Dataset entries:
· · · · · · ·

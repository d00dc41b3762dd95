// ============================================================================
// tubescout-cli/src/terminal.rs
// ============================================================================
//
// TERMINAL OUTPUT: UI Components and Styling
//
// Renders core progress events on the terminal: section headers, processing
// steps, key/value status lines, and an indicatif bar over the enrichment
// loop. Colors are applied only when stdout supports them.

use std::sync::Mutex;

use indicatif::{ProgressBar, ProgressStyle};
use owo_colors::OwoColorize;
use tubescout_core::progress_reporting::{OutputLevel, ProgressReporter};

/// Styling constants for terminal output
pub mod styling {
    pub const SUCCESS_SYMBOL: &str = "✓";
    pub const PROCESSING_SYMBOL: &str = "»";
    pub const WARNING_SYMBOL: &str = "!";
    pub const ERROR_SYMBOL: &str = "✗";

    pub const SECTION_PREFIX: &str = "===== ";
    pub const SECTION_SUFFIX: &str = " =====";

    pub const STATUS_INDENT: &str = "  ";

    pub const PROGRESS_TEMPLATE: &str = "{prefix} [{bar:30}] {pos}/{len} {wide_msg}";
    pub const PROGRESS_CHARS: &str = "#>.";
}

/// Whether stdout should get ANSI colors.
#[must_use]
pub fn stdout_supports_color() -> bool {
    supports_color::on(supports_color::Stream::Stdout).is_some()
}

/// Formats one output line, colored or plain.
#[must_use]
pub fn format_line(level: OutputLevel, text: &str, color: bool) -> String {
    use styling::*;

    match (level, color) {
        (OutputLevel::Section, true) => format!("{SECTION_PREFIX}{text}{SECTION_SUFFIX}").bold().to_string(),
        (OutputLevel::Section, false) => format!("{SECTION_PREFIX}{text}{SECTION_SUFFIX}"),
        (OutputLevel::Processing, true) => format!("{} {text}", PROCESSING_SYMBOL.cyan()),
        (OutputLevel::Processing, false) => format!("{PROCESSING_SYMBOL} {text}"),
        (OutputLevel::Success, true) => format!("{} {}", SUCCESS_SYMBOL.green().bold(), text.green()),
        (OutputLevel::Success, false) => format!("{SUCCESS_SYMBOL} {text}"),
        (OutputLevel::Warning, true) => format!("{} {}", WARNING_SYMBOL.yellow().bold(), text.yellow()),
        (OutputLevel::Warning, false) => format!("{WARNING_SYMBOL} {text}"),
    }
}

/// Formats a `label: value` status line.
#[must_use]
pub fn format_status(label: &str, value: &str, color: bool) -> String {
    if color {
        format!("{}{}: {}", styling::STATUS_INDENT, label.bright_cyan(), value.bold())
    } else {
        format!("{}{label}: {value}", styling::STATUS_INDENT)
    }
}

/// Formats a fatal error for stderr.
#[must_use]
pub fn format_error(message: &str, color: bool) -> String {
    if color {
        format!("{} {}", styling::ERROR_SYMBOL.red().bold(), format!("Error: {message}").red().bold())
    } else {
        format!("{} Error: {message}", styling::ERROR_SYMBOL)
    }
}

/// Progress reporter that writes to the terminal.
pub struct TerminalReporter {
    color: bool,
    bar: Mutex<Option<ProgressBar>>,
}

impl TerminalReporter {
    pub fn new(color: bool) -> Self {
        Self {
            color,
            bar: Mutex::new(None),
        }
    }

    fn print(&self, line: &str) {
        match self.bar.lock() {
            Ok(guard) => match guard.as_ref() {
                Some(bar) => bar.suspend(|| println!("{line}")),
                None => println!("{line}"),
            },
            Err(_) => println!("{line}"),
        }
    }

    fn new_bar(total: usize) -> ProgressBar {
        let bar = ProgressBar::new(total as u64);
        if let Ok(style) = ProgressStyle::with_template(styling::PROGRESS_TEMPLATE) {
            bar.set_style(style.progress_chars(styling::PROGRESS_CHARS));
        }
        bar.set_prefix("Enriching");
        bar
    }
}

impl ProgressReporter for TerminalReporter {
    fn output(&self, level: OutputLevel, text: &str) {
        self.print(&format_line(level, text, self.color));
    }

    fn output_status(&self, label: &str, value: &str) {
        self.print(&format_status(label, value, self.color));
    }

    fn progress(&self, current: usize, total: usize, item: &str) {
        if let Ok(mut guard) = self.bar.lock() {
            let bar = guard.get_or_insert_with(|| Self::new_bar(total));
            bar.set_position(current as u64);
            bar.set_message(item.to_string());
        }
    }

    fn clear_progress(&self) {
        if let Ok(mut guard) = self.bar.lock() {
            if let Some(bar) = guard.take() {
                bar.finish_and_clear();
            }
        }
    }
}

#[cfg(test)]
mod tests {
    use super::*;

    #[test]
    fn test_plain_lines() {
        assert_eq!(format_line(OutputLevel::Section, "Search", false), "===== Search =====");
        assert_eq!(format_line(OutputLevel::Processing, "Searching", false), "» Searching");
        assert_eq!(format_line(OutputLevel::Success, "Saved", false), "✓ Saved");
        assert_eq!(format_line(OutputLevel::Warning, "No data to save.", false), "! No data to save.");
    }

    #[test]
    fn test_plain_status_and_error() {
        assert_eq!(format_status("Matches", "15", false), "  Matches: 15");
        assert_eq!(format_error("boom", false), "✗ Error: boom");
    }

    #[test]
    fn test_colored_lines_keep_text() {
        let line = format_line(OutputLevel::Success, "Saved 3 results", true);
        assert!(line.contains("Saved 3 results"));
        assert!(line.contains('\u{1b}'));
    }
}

· · · · · · ·

Assignment:
Your answer must be the full set of records above, reproduced exactly.

Task response:
repository d00dc41b3762dd95
// ============================================================================
// tubescout-cli/src/terminal.rs
// ============================================================================
//
// TERMINAL OUTPUT: UI Components and Styling
//
// Renders core progress events on the terminal: section headers, processing
// steps, key/value status lines, and an indicatif bar over the enrichment
// loop. Colors are applied only when stdout supports them.

use std::sync::Mutex;

use indicatif::{ProgressBar, ProgressStyle};
use owo_colors::OwoColorize;
use tubescout_core::progress_reporting::{OutputLevel, ProgressReporter};

/// Styling constants for terminal output
pub mod styling {
    pub const SUCCESS_SYMBOL: &str = "✓";
    pub const PROCESSING_SYMBOL: &str = "»";
    pub const WARNING_SYMBOL: &str = "!";
    pub const ERROR_SYMBOL: &str = "✗";

    pub const SECTION_PREFIX: &str = "===== ";
    pub const SECTION_SUFFIX: &str = " =====";

    pub const STATUS_INDENT: &str = "  ";

    pub const PROGRESS_TEMPLATE: &str = "{prefix} [{bar:30}] {pos}/{len} {wide_msg}";
    pub const PROGRESS_CHARS: &str = "#>.";
}

/// Whether stdout should get ANSI colors.
#[must_use]
pub fn stdout_supports_color() -> bool {
    supports_color::on(supports_color::Stream::Stdout).is_some()
}

/// Formats one output line, colored or plain.
#[must_use]
pub fn format_line(level: OutputLevel, text: &str, color: bool) -> String {
    use styling::*;

    match (level, color) {
        (OutputLevel::Section, true) => format!("{SECTION_PREFIX}{text}{SECTION_SUFFIX}").bold().to_string(),
        (OutputLevel::Section, false) => format!("{SECTION_PREFIX}{text}{SECTION_SUFFIX}"),
        (OutputLevel::Processing, true) => format!("{} {text}", PROCESSING_SYMBOL.cyan()),
        (OutputLevel::Processing, false) => format!("{PROCESSING_SYMBOL} {text}"),
        (OutputLevel::Success, true) => format!("{} {}", SUCCESS_SYMBOL.green().bold(), text.green()),
        (OutputLevel::Success, false) => format!("{SUCCESS_SYMBOL} {text}"),
        (OutputLevel::Warning, true) => format!("{} {}", WARNING_SYMBOL.yellow().bold(), text.yellow()),
        (OutputLevel::Warning, false) => format!("{WARNING_SYMBOL} {text}"),
    }
}

/// Formats a `label: value` status line.
#[must_use]
pub fn format_status(label: &str, value: &str, color: bool) -> String {
    if color {
        format!("{}{}: {}", styling::STATUS_INDENT, label.bright_cyan(), value.bold())
    } else {
        format!("{}{label}: {value}", styling::STATUS_INDENT)
    }
}

/// Formats a fatal error for stderr.
#[must_use]
pub fn format_error(message: &str, color: bool) -> String {
    if color {
        format!("{} {}", styling::ERROR_SYMBOL.red().bold(), format!("Error: {message}").red().bold())
    } else {
        format!("{} Error: {message}", styling::ERROR_SYMBOL)
    }
}

/// Progress reporter that writes to the terminal.
pub struct TerminalReporter {
    color: bool,
    bar: Mutex<Option<ProgressBar>>,
}

impl TerminalReporter {
    pub fn new(color: bool) -> Self {
        Self {
            color,
            bar: Mutex::new(None),
        }
    }

    fn print(&self, line: &str) {
        match self.bar.lock() {
            Ok(guard) => match guard.as_ref() {
                Some(bar) => bar.suspend(|| println!("{line}")),
                None => println!("{line}"),
            },
            Err(_) => println!("{line}"),
        }
    }

    fn new_bar(total: usize) -> ProgressBar {
        let bar = ProgressBar::new(total as u64);
        if let Ok(style) = ProgressStyle::with_template(styling::PROGRESS_TEMPLATE) {
            bar.set_style(style.progress_chars(styling::PROGRESS_CHARS));
        }
        bar.set_prefix("Enriching");
        bar
    }
}

impl ProgressReporter for TerminalReporter {
    fn output(&self, level: OutputLevel, text: &str) {
        self.print(&format_line(level, text, self.color));
    }

    fn output_status(&self, label: &str, value: &str) {
        self.print(&format_status(label, value, self.color));
    }

    fn progress(&self, current: usize, total: usize, item: &str) {
        if let Ok(mut guard) = self.bar.lock() {
            let bar = guard.get_or_insert_with(|| Self::new_bar(total));
            bar.set_position(current as u64);
            bar.set_message(item.to_string());
        }
    }

    fn clear_progress(&self) {
        if let Ok(mut guard) = self.bar.lock() {
            if let Some(bar) = guard.take() {
                bar.finish_and_clear();
            }
        }
    }
}

#[cfg(test)]
mod tests {
    use super::*;

    #[test]
    fn test_plain_lines() {
        assert_eq!(format_line(OutputLevel::Section, "Search", false), "===== Search =====");
        assert_eq!(format_line(OutputLevel::Processing, "Searching", false), "» Searching");
        assert_eq!(format_line(OutputLevel::Success, "Saved", false), "✓ Saved");
        assert_eq!(format_line(OutputLevel::Warning, "No data to save.", false), "! No data to save.");
    }

    #[test]
    fn test_plain_status_and_error() {
        assert_eq!(format_status("Matches", "15", false), "  Matches: 15");
        assert_eq!(format_error("boom", false), "✗ Error: boom");
    }

    #[test]
    fn test_colored_lines_keep_text() {
        let line = format_line(OutputLevel::Success, "Saved 3 results", true);
        assert!(line.contains("Saved 3 results"));
        assert!(line.contains('\u{1b}'));
    }
}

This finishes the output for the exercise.